**Your assignment**
Every line below needs to be reproduced exactly.
++++ Data for review ++++
//! Generation pipeline.
//!
//! ```text
//! HashMap<String, ParsedStruct> + TypeInfo
//!     ↓  annotation::needs_query_set
//!  selected structs
//!     ↓  field::gen_struct_field_infos
//!     ↓  methods::MethodsBuilder
//!  Vec<QuerySetConfig>  (sorted)
//!     ↓  render::render
//!  generated source
//! ```
//!
//! Output is a pure function of the input: the struct map is unordered, so
//! both the configs and each config's methods are sorted before rendering.

use crate::annotation::needs_query_set;
use crate::error::QsResult;
use crate::field::{FieldInfo, gen_struct_field_infos};
use crate::methods::{Method, MethodsBuilder};
use crate::naming::{query_set_name, schema_name, updater_name};
use crate::options::GenerateOptions;
use crate::parser::{ParsedPackage, ParsedStruct};
use crate::render::render;
use crate::types::TypeInfo;
use serde::Serialize;
use std::collections::HashMap;

/// Everything the templates need about one annotated struct.
#[derive(Debug, Clone, PartialEq, Eq, Serialize)]
pub struct QuerySetConfig {
    /// The annotated struct, e.g. `User`.
    pub struct_name: String,

    /// Query-set type name, e.g. `UserQuerySet`.
    pub name: String,

    /// Updater type name, e.g. `UserUpdater`.
    pub updater_name: String,

    /// Column-constant type name, e.g. `UserDBSchema`.
    pub schema_name: String,

    /// Sorted by receiver declaration, then method name.
    pub methods: Vec<Method>,

    /// Usable fields in declaration order.
    pub fields: Vec<FieldInfo>,
}

impl QuerySetConfig {
    fn new(s: &ParsedStruct, fields: Vec<FieldInfo>, mut methods: Vec<Method>) -> Self {
        methods.sort_by(|a, b| {
            a.receiver_declaration()
                .cmp(b.receiver_declaration())
                .then_with(|| a.method_name().cmp(b.method_name()))
        });

        Self {
            struct_name: s.type_name.clone(),
            name: query_set_name(&s.type_name),
            updater_name: updater_name(&s.type_name),
            schema_name: schema_name(&s.type_name),
            methods,
            fields,
        }
    }
}

/// Build a sorted config for every struct carrying the `gen:qs` marker.
pub fn generate_query_set_configs(
    types: &TypeInfo,
    structs: &HashMap<String, ParsedStruct>,
) -> Vec<QuerySetConfig> {
    let mut configs: Vec<QuerySetConfig> = structs
        .values()
        .filter(|s| {
            let selected = needs_query_set(s.doc.as_deref());
            if !selected {
                tracing::debug!(struct_name = %s.type_name, "struct not selected for generation");
            }
            selected
        })
        .map(|s| {
            let fields = gen_struct_field_infos(s, types);
            let methods = MethodsBuilder::new(s, &fields).build();
            QuerySetConfig::new(s, fields, methods)
        })
        .collect();

    configs.sort_by(|a, b| a.struct_name.cmp(&b.struct_name));
    configs
}

/// Generate query-set source for the given structs.
///
/// Returns `Ok(None)` when no struct is selected.
pub fn generate_query_sets_for_structs(
    types: &TypeInfo,
    structs: &HashMap<String, ParsedStruct>,
    options: &GenerateOptions,
) -> QsResult<Option<String>> {
    options.validate()?;

    let configs = generate_query_set_configs(types, structs);
    if configs.is_empty() {
        tracing::info!(structs = structs.len(), "no structs selected, nothing to generate");
        return Ok(None);
    }

    let output = render(&configs, options)?;

    tracing::info!(
        query_sets = configs.len(),
        methods = configs.iter().map(|c| c.methods.len()).sum::<usize>(),
        bytes = output.len(),
        "generated query sets"
    );

    Ok(Some(output))
}

/// Parse Rust source and generate query sets for its annotated structs.
///
/// # Examples
///
/// ```
/// use qsgen_core::{GenerateOptions, generate_from_source};
///
/// let source = r#"
///     /// gen:qs
///     pub struct User {
///         pub name: String,
///     }
/// "#;
///
/// let output = generate_from_source(source, &GenerateOptions::default())
///     .unwrap()
///     .unwrap();
///
/// assert!(output.contains("pub struct UserQuerySet"));
/// assert!(output.contains("pub fn name_eq(self, value: String) -> Self"));
/// ```
pub fn generate_from_source(source: &str, options: &GenerateOptions) -> QsResult<Option<String>> {
    let package = ParsedPackage::parse_source(source)?;

    generate_query_sets_for_structs(&package.types, &package.structs, options)
}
++++
**Written answer**
//! Generation pipeline.
//!
//! ```text
//! HashMap<String, ParsedStruct> + TypeInfo
//!     ↓  annotation::needs_query_set
//!  selected structs
//!     ↓  field::gen_struct_field_infos
//!     ↓  methods::MethodsBuilder
//!  Vec<QuerySetConfig>  (sorted)
//!     ↓  render::render
//!  generated source
//! ```
//!
//! Output is a pure function of the input: the struct map is unordered, so
//! both the configs and each config's methods are sorted before rendering.

use crate::annotation::needs_query_set;
use crate::error::QsResult;
use crate::field::{FieldInfo, gen_struct_field_infos};
use crate::methods::{Method, MethodsBuilder};
use crate::naming::{query_set_name, schema_name, updater_name};
use crate::options::GenerateOptions;
use crate::parser::{ParsedPackage, ParsedStruct};
use crate::render::render;
use crate::types::TypeInfo;
use serde::Serialize;
use std::collections::HashMap;

/// Everything the templates need about one annotated struct.
#[derive(Debug, Clone, PartialEq, Eq, Serialize)]
pub struct QuerySetConfig {
    /// The annotated struct, e.g. `User`.
    pub struct_name: String,

    /// Query-set type name, e.g. `UserQuerySet`.
    pub name: String,

    /// Updater type name, e.g. `UserUpdater`.
    pub updater_name: String,

    /// Column-constant type name, e.g. `UserDBSchema`.
    pub schema_name: String,

    /// Sorted by receiver declaration, then method name.
    pub methods: Vec<Method>,

    /// Usable fields in declaration order.
    pub fields: Vec<FieldInfo>,
}

impl QuerySetConfig {
    fn new(s: &ParsedStruct, fields: Vec<FieldInfo>, mut methods: Vec<Method>) -> Self {
        methods.sort_by(|a, b| {
            a.receiver_declaration()
                .cmp(b.receiver_declaration())
                .then_with(|| a.method_name().cmp(b.method_name()))
        });

        Self {
            struct_name: s.type_name.clone(),
            name: query_set_name(&s.type_name),
            updater_name: updater_name(&s.type_name),
            schema_name: schema_name(&s.type_name),
            methods,
            fields,
        }
    }
}

/// Build a sorted config for every struct carrying the `gen:qs` marker.
pub fn generate_query_set_configs(
    types: &TypeInfo,
    structs: &HashMap<String, ParsedStruct>,
) -> Vec<QuerySetConfig> {
    let mut configs: Vec<QuerySetConfig> = structs
        .values()
        .filter(|s| {
            let selected = needs_query_set(s.doc.as_deref());
            if !selected {
                tracing::debug!(struct_name = %s.type_name, "struct not selected for generation");
            }
            selected
        })
        .map(|s| {
            let fields = gen_struct_field_infos(s, types);
            let methods = MethodsBuilder::new(s, &fields).build();
            QuerySetConfig::new(s, fields, methods)
        })
        .collect();

    configs.sort_by(|a, b| a.struct_name.cmp(&b.struct_name));
    configs
}

/// Generate query-set source for the given structs.
///
/// Returns `Ok(None)` when no struct is selected.
pub fn generate_query_sets_for_structs(
    types: &TypeInfo,
    structs: &HashMap<String, ParsedStruct>,
    options: &GenerateOptions,
) -> QsResult<Option<String>> {
    options.validate()?;

    let configs = generate_query_set_configs(types, structs);
    if configs.is_empty() {
        tracing::info!(structs = structs.len(), "no structs selected, nothing to generate");
        return Ok(None);
    }

    let output = render(&configs, options)?;

    tracing::info!(
        query_sets = configs.len(),
        methods = configs.iter().map(|c| c.methods.len()).sum::<usize>(),
        bytes = output.len(),
        "generated query sets"
    );

    Ok(Some(output))
}

/// Parse Rust source and generate query sets for its annotated structs.
///
/// # Examples
///
/// ```
/// use qsgen_core::{GenerateOptions, generate_from_source};
///
/// let source = r#"
///     /// gen:qs
///     pub struct User {
///         pub name: String,
///     }
/// "#;
///
/// let output = generate_from_source(source, &GenerateOptions::default())
///     .unwrap()
///     .unwrap();
///
/// assert!(output.contains("pub struct UserQuerySet"));
/// assert!(output.contains("pub fn name_eq(self, value: String) -> Self"));
/// ```
pub fn generate_from_source(source: &str, options: &GenerateOptions) -> QsResult<Option<String>> {
    let package = ParsedPackage::parse_source(source)?;

    generate_query_sets_for_structs(&package.types, &package.structs, options)
}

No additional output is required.